[[ PROVIDED DATA open ]]

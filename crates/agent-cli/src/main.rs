//! Command-line interface for agent-rs

mod cli;
mod render;

use agent_core::{Agent, AgentEvent};
use agent_iac::{IacConfig, IacCoordinator};
use agent_llm::providers::{GeminiConfig, GeminiProvider};
use agent_runtime::{AgentRuntime, InMemorySessionService, Runner};
use agent_stock::{SnapshotFetcher, StockConfig, StockPicker, YahooFinanceClient};
use agent_utils::{Config, GOOGLE_API_KEY, require_with};
use anyhow::Context as _;
use clap::Parser;
use futures::StreamExt;
use std::process::ExitCode;
use std::sync::Arc;
use std::time::Duration;
use tracing::{error, info};

use crate::cli::{Cli, Command, DEFAULT_STOCK_QUERY, join_query};

const USER_ID: &str = "cli_user";

#[tokio::main]
async fn main() -> ExitCode {
    let cli = Cli::parse();

    let config = match Config::from_env() {
        Ok(config) => config,
        Err(e) => {
            eprintln!("error: {e}");
            return ExitCode::FAILURE;
        }
    };
    agent_utils::init_tracing_with(cli.log_format.unwrap_or(config.log_format));

    match run(cli, &config, &|key: &str| std::env::var(key).ok()).await {
        Ok(code) => code,
        Err(e) => {
            eprintln!("error: {e:#}");
            ExitCode::FAILURE
        }
    }
}

/// Execute a parsed command
///
/// `lookup` resolves environment variables; model commands read their
/// credential through it before building any provider or data client.
async fn run<F>(cli: Cli, config: &Config, lookup: &F) -> anyhow::Result<ExitCode>
where
    F: Fn(&str) -> Option<String>,
{
    match cli.command {
        Command::Iac { query, strategy } => {
            let query = join_query(&query).context("the request must not be empty")?;
            let runtime = model_runtime(lookup)?;
            let iac_config = IacConfig::builder().strategy(strategy).build()?;
            let coordinator = IacCoordinator::new(&runtime, &iac_config)?;
            run_agent(config, Arc::new(coordinator), query, cli.json_events).await
        }
        Command::Stock { query, mode } => {
            let query = join_query(&query).unwrap_or_else(|| DEFAULT_STOCK_QUERY.to_string());
            let runtime = model_runtime(lookup)?;
            let stock_config = StockConfig::builder().mode(mode).build()?;
            let picker = StockPicker::new(
                &runtime,
                &stock_config,
                Arc::new(YahooFinanceClient::new()?),
            )?;
            run_agent(config, Arc::new(picker), query, cli.json_events).await
        }
        Command::Snapshot {
            ticker,
            json,
            timeout_secs,
        } => snapshot(&ticker, json, timeout_secs).await,
    }
}

/// Read the model credential
///
/// Runs before any provider exists so a missing key fails without a request.
fn model_credential<F>(lookup: F) -> anyhow::Result<String>
where
    F: FnOnce(&str) -> Option<String>,
{
    require_with(GOOGLE_API_KEY, lookup)
        .context("missing model credential; set GOOGLE_API_KEY to a Gemini API key")
}

fn model_runtime<F>(lookup: &F) -> anyhow::Result<AgentRuntime>
where
    F: Fn(&str) -> Option<String>,
{
    let api_key = model_credential(lookup)?;

    let mut gemini = GeminiConfig::new(api_key);
    if let Some(base) = lookup(agent_llm::providers::gemini::API_BASE_ENV) {
        gemini = gemini.with_api_base(base);
    }
    let provider = Arc::new(GeminiProvider::with_config(gemini)?);

    Ok(AgentRuntime::builder().provider(provider).build()?)
}

async fn run_agent(
    config: &Config,
    agent: Arc<dyn Agent>,
    message: String,
    json_events: bool,
) -> anyhow::Result<ExitCode> {
    let sessions = Arc::new(InMemorySessionService::new());
    let session = sessions.create_session(&config.app_name, USER_ID);
    let runner = Runner::new(config.app_name.clone(), agent, sessions);

    info!(session_id = %session.id, "Starting run");
    let mut events = runner.run(USER_ID, &session.id, message)?;

    let mut failed = false;
    let mut finished = false;
    while let Some(event) = events.next().await {
        match &event {
            AgentEvent::Error { agent, message } => {
                error!(agent = %agent, error = %message, "Run failed");
                failed = true;
                finished = true;
            }
            AgentEvent::Final { .. } => finished = true,
            _ => {}
        }
        if json_events {
            println!("{}", render::to_json_line(&event)?);
        } else {
            println!("{}", render::describe(&event));
        }
    }

    if !finished {
        error!("Event stream ended without a result");
    }

    Ok(if failed || !finished {
        ExitCode::FAILURE
    } else {
        ExitCode::SUCCESS
    })
}

async fn snapshot(ticker: &str, json: bool, timeout_secs: u64) -> anyhow::Result<ExitCode> {
    let ticker = ticker.trim().to_ascii_uppercase();
    anyhow::ensure!(!ticker.is_empty(), "the ticker must not be empty");

    let fetcher = SnapshotFetcher::new(
        Arc::new(YahooFinanceClient::new()?),
        Duration::from_secs(timeout_secs),
    );
    let snapshot = fetcher.fetch(&ticker).await;

    if json {
        println!("{}", serde_json::to_string_pretty(&snapshot)?);
    } else {
        println!("{}", render::snapshot_table(&ticker, &snapshot));
    }

    Ok(if snapshot.is_error() {
        ExitCode::from(2)
    } else {
        ExitCode::SUCCESS
    })
}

[[ PROVIDED DATA closed ]]

» TASK INSTRUCTIONS
From the listing above, output exactly the run of lines that starts with the line containing "session = sessions.create_session(&config.app_name, USER_ID);" and ends with the line containing "async fn snapshot(ticker: &str, json: bool, timeout_secs: u64)".

» SOLUTION FOR THIS TASK
    let session = sessions.create_session(&config.app_name, USER_ID);
    let runner = Runner::new(config.app_name.clone(), agent, sessions);

    info!(session_id = %session.id, "Starting run");
    let mut events = runner.run(USER_ID, &session.id, message)?;

    let mut failed = false;
    let mut finished = false;
    while let Some(event) = events.next().await {
        match &event {
            AgentEvent::Error { agent, message } => {
                error!(agent = %agent, error = %message, "Run failed");
                failed = true;
                finished = true;
            }
            AgentEvent::Final { .. } => finished = true,
            _ => {}
        }
        if json_events {
            println!("{}", render::to_json_line(&event)?);
        } else {
            println!("{}", render::describe(&event));
        }
    }

    if !finished {
        error!("Event stream ended without a result");
    }

    Ok(if failed || !finished {
        ExitCode::FAILURE
    } else {
        ExitCode::SUCCESS
    })
}

async fn snapshot(ticker: &str, json: bool, timeout_secs: u64) -> anyhow::Result<ExitCode> {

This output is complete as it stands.